Then there's the stellar cast assembled from a variety of British stars from John Gielgud as the Mock Turtle to Peter Cook as the Hatter. Many have voiced their dislike of this particular Alice, played by Anne-Marie Malik, thinking she stares mutely at the camera too much and that she is too ugly. However I think she makes a super Alice, a departure from the usual chirpy and overly-cheery depictions of the character. With dark, wild, tangled hair and a melancholy expression she seems to have stepped out of a Pre-Raphaelite painting. The dialogue is taken straight from the book and, thankfully, there is no Tweedledum and Tweedledee in a film called "Alice in Wonderland". The music is by Ravi Shankar who incidentally would end up working with the Beatles on "Within You Without You", and his use of sitars reflects the drone of insects on a summer day.

This is the last thing I will comment on: the film has a beautifully surreal atmosphere like that of a long, hot day at the height of summer. The montage of the Queen's croquet-game is a series of semi-tableaux-vivants that perfectly captures the feeling of time stretching out as it does on such days.
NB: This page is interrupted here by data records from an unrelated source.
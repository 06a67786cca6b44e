//! `SessionRegistry` - live sessions keyed by id.
//!
//! The registry maps ids to [`SessionActorHandle`]s. Membership itself is
//! owned by each session's actor; the registry map is only touched to add
//! a new session or drop a finished one, and its lock is never held across
//! an await.
//!
//! Session ids come from a monotonic counter starting at 1 and are never
//! reused. Exhausting the id space is an error, not a wrap.

use crate::actors::messages::SessionInfo;
use crate::actors::{BusEvent, EngineMetrics, EventDispatcher, SessionActor, SessionActorHandle};
use crate::errors::BusError;
use crate::listeners::SessionLostReason;

use common::types::{SessionId, SessionOpts, SessionPort};
use parking_lot::RwLock;
use std::collections::BTreeMap;
use std::sync::atomic::{AtomicBool, AtomicU32, Ordering};
use std::sync::Arc;
use std::time::Duration;
use tokio::task::JoinHandle;
use tokio::time::Instant;
use tokio_util::sync::CancellationToken;
use tracing::{debug, info, warn};

/// Time allowed for a session actor to exit after its final reply.
const SESSION_EXIT_TIMEOUT: Duration = Duration::from_millis(500);

/// Outcome of [`SessionRegistry::close_all`].
#[derive(Debug, Clone, Default, PartialEq, Eq)]
pub struct CloseAllReport {
    /// Every session that was live, in id order.
    pub destroyed: Vec<SessionId>,
    /// Sessions whose actor did not answer before the deadline. They were
    /// stopped and their `SessionLost` was enqueued by the registry.
    pub forced: Vec<SessionId>,
}

struct ManagedSession {
    handle: SessionActorHandle,
    task_handle: JoinHandle<()>,
}

/// Registry of live sessions.
pub struct SessionRegistry {
    sessions: RwLock<BTreeMap<SessionId, ManagedSession>>,
    next_id: AtomicU32,
    closed: AtomicBool,
    host: String,
    cancel_token: CancellationToken,
    dispatcher: EventDispatcher,
    metrics: Arc<EngineMetrics>,
}

impl SessionRegistry {
    /// Create a registry hosting sessions for attachment `host`.
    #[must_use]
    pub fn new(
        host: impl Into<String>,
        cancel_token: CancellationToken,
        dispatcher: EventDispatcher,
        metrics: Arc<EngineMetrics>,
    ) -> Self {
        Self {
            sessions: RwLock::new(BTreeMap::new()),
            next_id: AtomicU32::new(1),
            closed: AtomicBool::new(false),
            host: host.into(),
            cancel_token,
            dispatcher,
            metrics,
        }
    }

    fn mint_id(&self) -> Result<SessionId, BusError> {
        self.next_id
            .fetch_update(Ordering::SeqCst, Ordering::SeqCst, |n| n.checked_add(1))
            .map(SessionId)
            .map_err(|_| BusError::Internal("session id space exhausted".to_string()))
    }

    fn handle(&self, session_id: SessionId) -> Result<SessionActorHandle, BusError> {
        self.sessions
            .read()
            .get(&session_id)
            .map(|managed| managed.handle.clone())
            .ok_or_else(|| BusError::session_not_found(session_id))
    }

    /// Create a new session for `joiner`, or add `joiner` to `session_id`.
    ///
    /// With `session_id` absent a new id is minted. With it present the
    /// joiner is added (idempotent for existing members); a second distinct
    /// joiner on a point-to-point session is a `Conflict`.
    pub async fn create_or_extend(
        &self,
        session_id: Option<SessionId>,
        port: SessionPort,
        joiner: &str,
        host_opts: SessionOpts,
    ) -> Result<SessionInfo, BusError> {
        if self.closed.load(Ordering::SeqCst) {
            return Err(BusError::TornDown);
        }

        match session_id {
            Some(id) => {
                let handle = self.handle(id)?;
                handle.add_member(joiner.to_string(), port).await
            }
            None => {
                let id = self.mint_id()?;
                let (handle, task_handle) = SessionActor::spawn(
                    id,
                    self.host.clone(),
                    port,
                    host_opts,
                    joiner.to_string(),
                    self.cancel_token.child_token(),
                    self.dispatcher.clone(),
                );

                {
                    let mut sessions = self.sessions.write();
                    // Re-check under the lock so teardown cannot miss this session
                    if self.closed.load(Ordering::SeqCst) {
                        handle.cancel();
                        return Err(BusError::TornDown);
                    }
                    sessions.insert(
                        id,
                        ManagedSession {
                            handle: handle.clone(),
                            task_handle,
                        },
                    );
                }
                self.metrics.session_created();
                info!(
                    target: "bus.sessions",
                    session_id = %id,
                    port,
                    multipoint = host_opts.is_multipoint,
                    "Session created"
                );
                handle.get_info().await
            }
        }
    }

    /// Remove `member` from `session_id`, returning the members left.
    ///
    /// At zero the session is destroyed and `SessionLost` is reported with
    /// `RemoteEndLeftSession`.
    pub async fn remove_member(
        &self,
        session_id: SessionId,
        member: &str,
    ) -> Result<usize, BusError> {
        let handle = self.handle(session_id)?;
        let remaining = handle.remove_member(member.to_string()).await?;
        if remaining == 0 {
            self.forget(session_id).await;
        }
        Ok(remaining)
    }

    /// Destroy `session_id` regardless of membership.
    ///
    /// Unknown ids return `NotFound` with no side effect.
    pub async fn session_lost(
        &self,
        session_id: SessionId,
        reason: SessionLostReason,
    ) -> Result<SessionInfo, BusError> {
        let managed = self
            .sessions
            .write()
            .remove(&session_id)
            .ok_or_else(|| BusError::session_not_found(session_id))?;

        let info = managed.handle.close(reason).await;
        self.reap(session_id, managed.task_handle, SESSION_EXIT_TIMEOUT)
            .await;
        info
    }

    /// Current state of `session_id`.
    pub async fn get(&self, session_id: SessionId) -> Result<SessionInfo, BusError> {
        self.handle(session_id)?.get_info().await
    }

    #[must_use]
    pub fn contains(&self, session_id: SessionId) -> bool {
        self.sessions.read().contains_key(&session_id)
    }

    /// Live session ids, ascending.
    #[must_use]
    pub fn session_ids(&self) -> Vec<SessionId> {
        self.sessions.read().keys().copied().collect()
    }

    #[must_use]
    pub fn is_closed(&self) -> bool {
        self.closed.load(Ordering::SeqCst)
    }

    /// Refuse new sessions and destroy every live one within `deadline`.
    ///
    /// Each session reports `SessionLost` with `reason` exactly once. A
    /// session that cannot be closed in time is stopped and its loss is
    /// enqueued here instead, so every drained session is accounted for.
    pub async fn close_all(&self, reason: SessionLostReason, deadline: Duration) -> CloseAllReport {
        let started = Instant::now();
        let drained = {
            let mut sessions = self.sessions.write();
            self.closed.store(true, Ordering::SeqCst);
            std::mem::take(&mut *sessions)
        };

        let mut report = CloseAllReport {
            destroyed: Vec::with_capacity(drained.len()),
            forced: Vec::new(),
        };
        for (id, managed) in drained {
            let remaining = deadline.saturating_sub(started.elapsed());
            // Past the deadline the actor is not asked at all
            let closed = if remaining.is_zero() {
                None
            } else {
                tokio::time::timeout(remaining, managed.handle.close(reason))
                    .await
                    .ok()
            };

            match closed {
                Some(result) => {
                    if let Err(e) = result {
                        debug!(
                            target: "bus.sessions",
                            session_id = %id,
                            error = %e,
                            "Session already gone during close"
                        );
                    }
                    self.reap(id, managed.task_handle, remaining.min(SESSION_EXIT_TIMEOUT))
                        .await;
                }
                None => {
                    if managed.handle.abandon() {
                        self.dispatcher
                            .enqueue(BusEvent::SessionLost { session_id: id, reason });
                    }
                    warn!(
                        target: "bus.sessions",
                        session_id = %id,
                        "Session not closed before deadline, actor stopped"
                    );
                    self.metrics.session_destroyed();
                    report.forced.push(id);
                }
            }
            report.destroyed.push(id);
        }
        report
    }

    /// Drop a session whose actor closed itself.
    async fn forget(&self, session_id: SessionId) {
        let managed = self.sessions.write().remove(&session_id);
        if let Some(managed) = managed {
            self.reap(session_id, managed.task_handle, SESSION_EXIT_TIMEOUT)
                .await;
        }
    }

    async fn reap(&self, session_id: SessionId, task_handle: JoinHandle<()>, limit: Duration) {
        self.metrics.session_destroyed();
        match tokio::time::timeout(limit, task_handle).await {
            Ok(Ok(())) => {
                debug!(target: "bus.sessions", session_id = %session_id, "Session destroyed");
            }
            Ok(Err(join_error)) if join_error.is_panic() => {
                self.metrics
                    .record_panic(crate::actors::metrics::ActorType::Session);
            }
            Ok(Err(_)) => {}
            Err(_) => {
                warn!(
                    target: "bus.sessions",
                    session_id = %session_id,
                    "Session actor did not exit in time"
                );
            }
        }
    }
}
//! Actor implementation for the bus engine.
//!
//! ```text
//! BusAttachment
//! ├── EventDispatcher (router, one per attachment)
//! │   └── ListenerActor (one per registered listener)
//! └── SessionRegistry
//!     └── SessionActor (one per live session)
//! ```
//!
//! # Key Design Decisions
//!
//! - **Per-entity serialization**: each session's membership is owned by its actor
//! - **CancellationToken propagation**: parents hand children child tokens
//! - **Fire-and-continue events**: producers enqueue on unbounded channels and never
//!   wait for listener callbacks
//! - **Mailbox monitoring**: depth thresholds per actor type
//!
//! # Modules
//!
//! - [`dispatcher`] - `EventDispatcher` router
//! - [`delivery`] - `ListenerActor` per listener
//! - [`session`] - `SessionActor` per session
//! - [`messages`] - Message and event types
//! - [`metrics`] - Mailbox monitoring and engine metrics

pub mod delivery;
pub mod dispatcher;
pub mod messages;
pub mod metrics;
pub mod session;

// Re-export primary types
pub use delivery::{ListenerActor, ListenerActorHandle};
pub use dispatcher::EventDispatcher;
pub use messages::*;
pub use metrics::{EngineMetrics, EngineMetricsSnapshot, MailboxMonitor};
pub use session::{SessionActor, SessionActorHandle};
//! Common utilities and types shared across rendezvous bus components.

#![warn(clippy::pedantic)]

/// Module for common error types
pub mod error;

/// Module for common data types (session ids, ports, option masks)
pub mod types;

/// Module for bus, interface and member name validation
pub mod names;

/// Module for type signature splitting
pub mod signature;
The effect is one perfectly suited to Lewis Carroll: the book, after all, depicts the dream of a young girl who is sitting by her sister on the bank and having nothing to do, on a day so hot it made her feel very sleepy and stupid.

If you liked this adaptation I also recommend Jan Svankmajer's 1988 version and the 1998 adaptation of Through the Looking-Glass with Kate Beckinsale, a low-budget production that nevertheless is very strange and dreamlike.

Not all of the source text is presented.